- [PROBLEM DETAILS] Answer with a bare number: the count of lines in the data below that contain the word "started".

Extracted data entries
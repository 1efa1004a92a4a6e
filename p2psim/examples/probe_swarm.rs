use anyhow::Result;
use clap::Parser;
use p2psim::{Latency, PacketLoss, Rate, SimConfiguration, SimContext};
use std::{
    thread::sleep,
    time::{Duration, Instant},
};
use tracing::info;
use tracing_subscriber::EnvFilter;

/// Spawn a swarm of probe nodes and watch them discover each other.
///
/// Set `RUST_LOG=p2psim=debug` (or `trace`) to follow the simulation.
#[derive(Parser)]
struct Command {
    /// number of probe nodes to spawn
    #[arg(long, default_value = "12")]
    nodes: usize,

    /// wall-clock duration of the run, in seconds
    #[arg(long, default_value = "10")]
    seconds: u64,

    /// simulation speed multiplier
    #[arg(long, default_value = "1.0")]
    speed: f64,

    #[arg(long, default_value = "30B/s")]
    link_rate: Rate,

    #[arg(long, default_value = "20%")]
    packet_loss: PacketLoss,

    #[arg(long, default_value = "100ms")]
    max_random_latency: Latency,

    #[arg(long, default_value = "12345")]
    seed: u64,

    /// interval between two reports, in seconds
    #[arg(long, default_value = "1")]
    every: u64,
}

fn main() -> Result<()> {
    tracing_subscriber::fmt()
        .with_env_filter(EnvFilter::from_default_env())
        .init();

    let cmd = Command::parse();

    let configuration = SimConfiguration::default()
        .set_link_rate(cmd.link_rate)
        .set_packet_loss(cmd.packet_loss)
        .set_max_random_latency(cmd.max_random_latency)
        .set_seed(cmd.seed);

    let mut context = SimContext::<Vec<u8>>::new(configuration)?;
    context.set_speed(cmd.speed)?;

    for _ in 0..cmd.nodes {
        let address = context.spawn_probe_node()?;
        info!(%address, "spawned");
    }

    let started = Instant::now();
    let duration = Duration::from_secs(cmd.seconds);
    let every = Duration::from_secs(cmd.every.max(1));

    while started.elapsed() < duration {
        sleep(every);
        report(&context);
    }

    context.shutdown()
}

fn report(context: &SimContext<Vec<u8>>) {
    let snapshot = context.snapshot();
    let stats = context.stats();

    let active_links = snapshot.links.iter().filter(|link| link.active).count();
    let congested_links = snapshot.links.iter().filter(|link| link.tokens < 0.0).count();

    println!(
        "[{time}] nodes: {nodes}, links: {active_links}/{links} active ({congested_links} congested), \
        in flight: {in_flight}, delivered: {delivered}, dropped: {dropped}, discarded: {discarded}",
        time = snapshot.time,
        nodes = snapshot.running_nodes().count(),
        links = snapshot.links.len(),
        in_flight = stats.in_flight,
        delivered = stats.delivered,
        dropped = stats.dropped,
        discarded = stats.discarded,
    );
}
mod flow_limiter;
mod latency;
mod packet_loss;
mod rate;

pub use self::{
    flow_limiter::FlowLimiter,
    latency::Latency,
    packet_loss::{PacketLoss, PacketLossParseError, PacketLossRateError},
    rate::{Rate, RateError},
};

==

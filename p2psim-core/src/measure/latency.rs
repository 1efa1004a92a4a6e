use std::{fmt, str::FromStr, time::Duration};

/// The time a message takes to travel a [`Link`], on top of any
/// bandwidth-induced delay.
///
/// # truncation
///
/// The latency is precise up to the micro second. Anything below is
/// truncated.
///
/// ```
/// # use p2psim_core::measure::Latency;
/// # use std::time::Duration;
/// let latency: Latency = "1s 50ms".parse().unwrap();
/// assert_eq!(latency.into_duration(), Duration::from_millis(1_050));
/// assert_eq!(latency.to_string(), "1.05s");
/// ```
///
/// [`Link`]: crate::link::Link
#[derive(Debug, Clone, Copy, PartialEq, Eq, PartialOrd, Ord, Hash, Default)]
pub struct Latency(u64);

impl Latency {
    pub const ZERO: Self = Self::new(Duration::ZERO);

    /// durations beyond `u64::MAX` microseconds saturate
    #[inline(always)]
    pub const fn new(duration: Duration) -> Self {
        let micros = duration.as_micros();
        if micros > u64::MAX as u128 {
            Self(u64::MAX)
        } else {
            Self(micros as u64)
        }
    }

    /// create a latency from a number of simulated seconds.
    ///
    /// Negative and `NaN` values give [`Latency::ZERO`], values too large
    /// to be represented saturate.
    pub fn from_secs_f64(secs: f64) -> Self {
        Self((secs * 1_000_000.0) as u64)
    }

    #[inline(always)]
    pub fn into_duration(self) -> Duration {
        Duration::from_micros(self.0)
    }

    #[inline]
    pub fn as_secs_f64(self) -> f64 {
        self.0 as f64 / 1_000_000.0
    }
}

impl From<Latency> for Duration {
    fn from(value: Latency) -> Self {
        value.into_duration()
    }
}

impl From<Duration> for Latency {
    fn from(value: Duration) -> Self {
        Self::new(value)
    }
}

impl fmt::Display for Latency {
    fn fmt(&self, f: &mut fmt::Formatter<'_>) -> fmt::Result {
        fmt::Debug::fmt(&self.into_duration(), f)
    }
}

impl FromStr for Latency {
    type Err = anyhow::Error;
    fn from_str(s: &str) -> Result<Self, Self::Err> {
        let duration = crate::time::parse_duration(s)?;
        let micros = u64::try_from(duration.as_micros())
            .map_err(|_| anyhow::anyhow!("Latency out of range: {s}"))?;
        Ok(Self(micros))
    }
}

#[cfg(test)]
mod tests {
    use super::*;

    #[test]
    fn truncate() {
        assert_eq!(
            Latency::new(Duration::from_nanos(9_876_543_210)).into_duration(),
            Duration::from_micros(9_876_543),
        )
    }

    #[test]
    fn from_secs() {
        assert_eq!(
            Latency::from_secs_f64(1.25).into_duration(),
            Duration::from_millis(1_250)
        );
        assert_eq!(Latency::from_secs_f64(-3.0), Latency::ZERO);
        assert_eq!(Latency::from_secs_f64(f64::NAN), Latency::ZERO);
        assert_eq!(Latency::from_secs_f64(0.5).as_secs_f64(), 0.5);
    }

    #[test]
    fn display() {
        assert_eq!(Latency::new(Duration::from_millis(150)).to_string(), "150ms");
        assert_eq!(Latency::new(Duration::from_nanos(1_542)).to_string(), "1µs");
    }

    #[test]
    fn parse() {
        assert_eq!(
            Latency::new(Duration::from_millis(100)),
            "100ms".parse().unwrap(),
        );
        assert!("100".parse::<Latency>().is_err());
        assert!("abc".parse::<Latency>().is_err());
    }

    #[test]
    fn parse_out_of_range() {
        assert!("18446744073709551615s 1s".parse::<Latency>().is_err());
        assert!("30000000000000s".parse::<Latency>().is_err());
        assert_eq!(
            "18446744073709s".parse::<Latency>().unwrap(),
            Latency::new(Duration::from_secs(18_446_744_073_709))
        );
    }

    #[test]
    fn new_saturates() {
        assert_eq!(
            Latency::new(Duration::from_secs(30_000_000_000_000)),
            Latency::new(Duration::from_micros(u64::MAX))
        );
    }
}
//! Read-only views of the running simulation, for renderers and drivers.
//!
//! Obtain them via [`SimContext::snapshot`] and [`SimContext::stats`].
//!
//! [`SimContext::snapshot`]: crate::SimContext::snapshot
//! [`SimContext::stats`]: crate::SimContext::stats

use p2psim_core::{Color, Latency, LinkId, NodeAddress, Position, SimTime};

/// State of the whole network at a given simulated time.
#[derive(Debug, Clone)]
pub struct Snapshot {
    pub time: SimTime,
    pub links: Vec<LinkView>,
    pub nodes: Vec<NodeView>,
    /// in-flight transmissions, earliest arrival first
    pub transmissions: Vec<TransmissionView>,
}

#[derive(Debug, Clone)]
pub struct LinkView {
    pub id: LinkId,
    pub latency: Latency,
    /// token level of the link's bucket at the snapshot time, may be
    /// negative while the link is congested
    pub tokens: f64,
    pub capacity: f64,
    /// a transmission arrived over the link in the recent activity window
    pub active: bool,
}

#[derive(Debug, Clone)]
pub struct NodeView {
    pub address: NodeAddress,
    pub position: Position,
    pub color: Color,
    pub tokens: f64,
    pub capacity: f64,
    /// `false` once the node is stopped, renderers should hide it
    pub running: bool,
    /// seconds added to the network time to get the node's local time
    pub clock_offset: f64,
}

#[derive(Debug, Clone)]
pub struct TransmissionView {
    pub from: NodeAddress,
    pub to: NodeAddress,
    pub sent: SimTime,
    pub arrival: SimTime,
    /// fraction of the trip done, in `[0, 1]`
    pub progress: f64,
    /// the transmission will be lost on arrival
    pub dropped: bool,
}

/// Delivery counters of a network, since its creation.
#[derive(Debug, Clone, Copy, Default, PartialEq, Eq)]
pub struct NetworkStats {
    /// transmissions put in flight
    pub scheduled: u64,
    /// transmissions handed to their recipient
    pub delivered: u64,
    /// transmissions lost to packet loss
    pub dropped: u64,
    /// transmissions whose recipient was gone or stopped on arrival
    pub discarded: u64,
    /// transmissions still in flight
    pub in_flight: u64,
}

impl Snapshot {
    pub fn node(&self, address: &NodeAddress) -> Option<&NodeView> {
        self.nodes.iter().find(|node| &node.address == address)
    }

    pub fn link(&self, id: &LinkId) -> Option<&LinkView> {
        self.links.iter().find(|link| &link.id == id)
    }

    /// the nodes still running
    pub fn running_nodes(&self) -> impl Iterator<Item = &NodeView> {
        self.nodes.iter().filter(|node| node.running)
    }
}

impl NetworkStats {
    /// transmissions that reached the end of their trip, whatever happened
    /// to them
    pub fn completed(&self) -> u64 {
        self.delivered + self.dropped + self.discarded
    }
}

- [ANSWER SPACE] 2